=== Activity ===
Present the count of lines in the entries below that hold "types", and present nothing else.

━━━━━ Supplied material

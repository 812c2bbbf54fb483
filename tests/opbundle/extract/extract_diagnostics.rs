use anyhow::Result;
use opbundle::extract_ops_with;

use crate::common::{self, CaptureSink};

#[test]
fn unknown_kernel_reports_and_continues() -> Result<()> {
    let table = common::map_from_json("{}")?;
    let graph = common::graph_from_json(r#"{"node": [{"op": "Unknown"}]}"#)?;

    let mut sink = CaptureSink::default();
    let ops = extract_ops_with(&graph, &table, &mut sink);

    assert!(ops.is_empty());
    assert_eq!(sink.missing, vec!["Unknown".to_string()]);
    Ok(())
}

#[test]
fn known_kernels_still_resolve_after_a_miss() -> Result<()> {
    let table = common::map_from_json(r#"{"Add": ["Add"], "Mul": ["Mul"]}"#)?;
    let graph = common::graph_from_json(
        r#"{"node": [{"op": "Gone"}, {"op": "Add"}, {"op": "Mul"}]}"#,
    )?;

    let mut sink = CaptureSink::default();
    let ops = extract_ops_with(&graph, &table, &mut sink);

    assert_eq!(ops, common::op_set(&["Add", "Mul"]));
    assert_eq!(sink.missing, vec!["Gone".to_string()]);
    Ok(())
}

#[test]
fn each_unmapped_node_reports_once() -> Result<()> {
    let table = common::map_from_json("{}")?;
    let graph = common::graph_from_json(
        r#"{
            "node": [{"op": "Gone"}],
            "library": {"function": [{"nodeDef": [{"op": "Gone"}]}]}
        }"#,
    )?;

    let mut sink = CaptureSink::default();
    let ops = extract_ops_with(&graph, &table, &mut sink);

    assert!(ops.is_empty());
    assert_eq!(sink.missing, vec!["Gone".to_string(), "Gone".to_string()]);
    Ok(())
}

#[test]
fn node_without_op_field_reports_empty_key() -> Result<()> {
    let table = common::map_from_json(r#"{"Add": ["Add"]}"#)?;
    let graph = common::graph_from_json(r#"{"node": [{"name": "orphan"}, {"op": "Add"}]}"#)?;

    let mut sink = CaptureSink::default();
    let ops = extract_ops_with(&graph, &table, &mut sink);

    assert_eq!(ops, common::op_set(&["Add"]));
    assert_eq!(sink.missing, vec![String::new()]);
    Ok(())
}
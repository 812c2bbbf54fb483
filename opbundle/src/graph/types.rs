//! Data types for the serialized graph.
//!
//! These mirror the JSON layout of a converted model's topology. Every
//! collection is optional: an absent or `null` collection decodes to `None`
//! and means "no entries". Fields the extraction does not consume are either
//! carried as opaque values or ignored by the decoder.
use serde::{Deserialize, Serialize};
use serde_json::Value;

/// Top-level serialized computation graph.
#[derive(Debug, Clone, Default, PartialEq, Serialize, Deserialize)]
#[serde(rename_all = "camelCase", default)]
pub struct GraphDef {
    pub node: Option<Vec<NodeDef>>,
    pub library: Option<FunctionLibrary>,
    pub versions: Option<Value>,
}

/// Single node of a graph or function body.
///
/// `op` holds the kernel identifier the node executes under.
#[derive(Debug, Clone, Default, PartialEq, Serialize, Deserialize)]
#[serde(rename_all = "camelCase", default)]
pub struct NodeDef {
    pub name: Option<String>,
    pub op: Option<String>,
    pub input: Vec<String>,
    pub attr: Option<Value>,
}

/// Library of reusable function definitions referenced from the main graph.
#[derive(Debug, Clone, Default, PartialEq, Serialize, Deserialize)]
#[serde(rename_all = "camelCase", default)]
pub struct FunctionLibrary {
    pub function: Option<Vec<FunctionDef>>,
}

/// Named sub-graph with its own node collection.
#[derive(Debug, Clone, Default, PartialEq, Serialize, Deserialize)]
#[serde(rename_all = "camelCase", default)]
pub struct FunctionDef {
    pub signature: Option<FunctionSignature>,
    pub node_def: Option<Vec<NodeDef>>,
}

/// Identifying part of a function definition.
#[derive(Debug, Clone, Default, PartialEq, Serialize, Deserialize)]
#[serde(rename_all = "camelCase", default)]
pub struct FunctionSignature {
    pub name: Option<String>,
}
use std::collections::HashSet;
use std::env;
use std::process;

use anyhow::{bail, Context, Result};
use opbundle::{extract_ops, KernelOpMap, ModelLoader};

const USAGE: &str = "usage: extract_ops [--mapping <kernel2op.json>] [--json] <model.json>...";

fn main() {
    if let Err(err) = run() {
        eprintln!("extract-ops: {err:#}");
        process::exit(1);
    }
}

fn run() -> Result<()> {
    let args = parse_args(env::args().skip(1))?;

    let loaded;
    let mapping = match &args.mapping {
        Some(path) => {
            loaded = KernelOpMap::open(path)?;
            &loaded
        }
        None => KernelOpMap::builtin(),
    };

    let mut ops = HashSet::new();
    for path in &args.models {
        let model = ModelLoader::open(path)?;
        ops.extend(extract_ops(model.graph(), mapping));
    }

    // Sorted so the output is stable for build scripts.
    let mut sorted: Vec<&str> = ops.iter().map(String::as_str).collect();
    sorted.sort_unstable();

    if args.json {
        println!("{}", serde_json::to_string_pretty(&sorted)?);
    } else {
        for op in sorted {
            println!("{op}");
        }
    }
    Ok(())
}

struct Args {
    mapping: Option<String>,
    json: bool,
    models: Vec<String>,
}

fn parse_args(mut args: impl Iterator<Item = String>) -> Result<Args> {
    let mut mapping = None;
    let mut json = false;
    let mut models = Vec::new();
    while let Some(arg) = args.next() {
        match arg.as_str() {
            "--mapping" => {
                mapping = Some(args.next().with_context(|| format!("--mapping needs a path\n{USAGE}"))?);
            }
            "--json" => json = true,
            "--help" | "-h" => {
                println!("{USAGE}");
                process::exit(0);
            }
            other if other.starts_with('-') => bail!("unknown flag {other}\n{USAGE}"),
            other => models.push(other.to_string()),
        }
    }
    if models.is_empty() {
        bail!("no model files given\n{USAGE}");
    }
    Ok(Args {
        mapping,
        json,
        models,
    })
}
//! Op extraction for minimal runtime bundles.
//!
//! A serialized model graph names the kernels it executes, and a runtime
//! bundle only has to carry the ops those kernels resolve to. This crate
//! decodes model files, resolves each kernel identifier through a
//! kernel-to-ops table, and hands the deduplicated op set to the bundler.
//!
//! ## Modules
//! - `extract`: graph traversal and kernel-to-op resolution.
//! - `kernel_map`: the kernel-to-ops lookup table and its loaders.
//! - `model_loader`: decode a model file into graph plus metadata.
//! - `graph`: data types for the serialized graph.
//!
//! ## Usage
//! Open a model and a table, then call `extract_ops` on the model's graph.

mod extract;
mod graph;
#[path = "graph/serde.rs"]
mod graph_serde;
mod kernel_map;
pub mod logging;
mod model_loader;

pub use extract::{extract_ops, extract_ops_with, DiagnosticSink, LogSink};
pub use graph::{FunctionDef, FunctionLibrary, FunctionSignature, GraphDef, NodeDef};
pub use graph_serde::{GraphDeserialize, GraphSerialize};
pub use kernel_map::KernelOpMap;
pub use model_loader::{ModelArtifacts, ModelLoader};
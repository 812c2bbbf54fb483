//! Graph traversal and kernel-to-op resolution.
//!
//! The walk visits the top-level nodes and then every function body in the
//! library, resolves each node's kernel identifier through the table, and
//! collects the resulting op names into one deduplicated set. It is a pure
//! single pass: no I/O, no retries, and no failure mode of its own.

use std::collections::HashSet;

use crate::graph::{GraphDef, NodeDef};
use crate::kernel_map::KernelOpMap;
use crate::warning;

/// Receives diagnostics raised during extraction.
///
/// A kernel with no table entry is reported here and skipped; extraction
/// itself never fails. The default sink logs through the crate's logging
/// subsystem, and test suites inject their own to assert on reports.
pub trait DiagnosticSink {
    /// Called once per node whose kernel identifier has no table entry.
    fn missing_kernel(&mut self, kernel: &str);
}

/// Default sink: routes missing-kernel reports to the operator log.
pub struct LogSink;

impl DiagnosticSink for LogSink {
    fn missing_kernel(&mut self, kernel: &str) {
        warning!("no op mapping found for kernel {}", kernel);
    }
}

/// Collect the distinct op names `graph` needs, logging unmapped kernels.
pub fn extract_ops(graph: &GraphDef, map: &KernelOpMap) -> HashSet<String> {
    extract_ops_with(graph, map, &mut LogSink)
}

/// Collect the distinct op names `graph` needs, reporting unmapped kernels
/// to `sink`.
///
/// Absent or `null` collections contribute nothing, at every level. The
/// inputs are never mutated, and two calls on the same inputs produce equal
/// sets.
pub fn extract_ops_with(
    graph: &GraphDef,
    map: &KernelOpMap,
    sink: &mut dyn DiagnosticSink,
) -> HashSet<String> {
    let mut ops = HashSet::new();

    if let Some(nodes) = &graph.node {
        for node in nodes {
            resolve_node(node, map, &mut ops, sink);
        }
    }

    if let Some(library) = &graph.library {
        if let Some(functions) = &library.function {
            for function in functions {
                if let Some(nodes) = &function.node_def {
                    for node in nodes {
                        resolve_node(node, map, &mut ops, sink);
                    }
                }
            }
        }
    }

    ops
}

// A node without an op field resolves as the empty kernel name.
fn resolve_node(
    node: &NodeDef,
    map: &KernelOpMap,
    ops: &mut HashSet<String>,
    sink: &mut dyn DiagnosticSink,
) {
    let kernel = node.op.as_deref().unwrap_or("");
    match map.ops_for(kernel) {
        Some(mapped) => ops.extend(mapped.iter().cloned()),
        None => sink.missing_kernel(kernel),
    }
}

━━━━━━━━━━

=== Answer to this exercise ===
3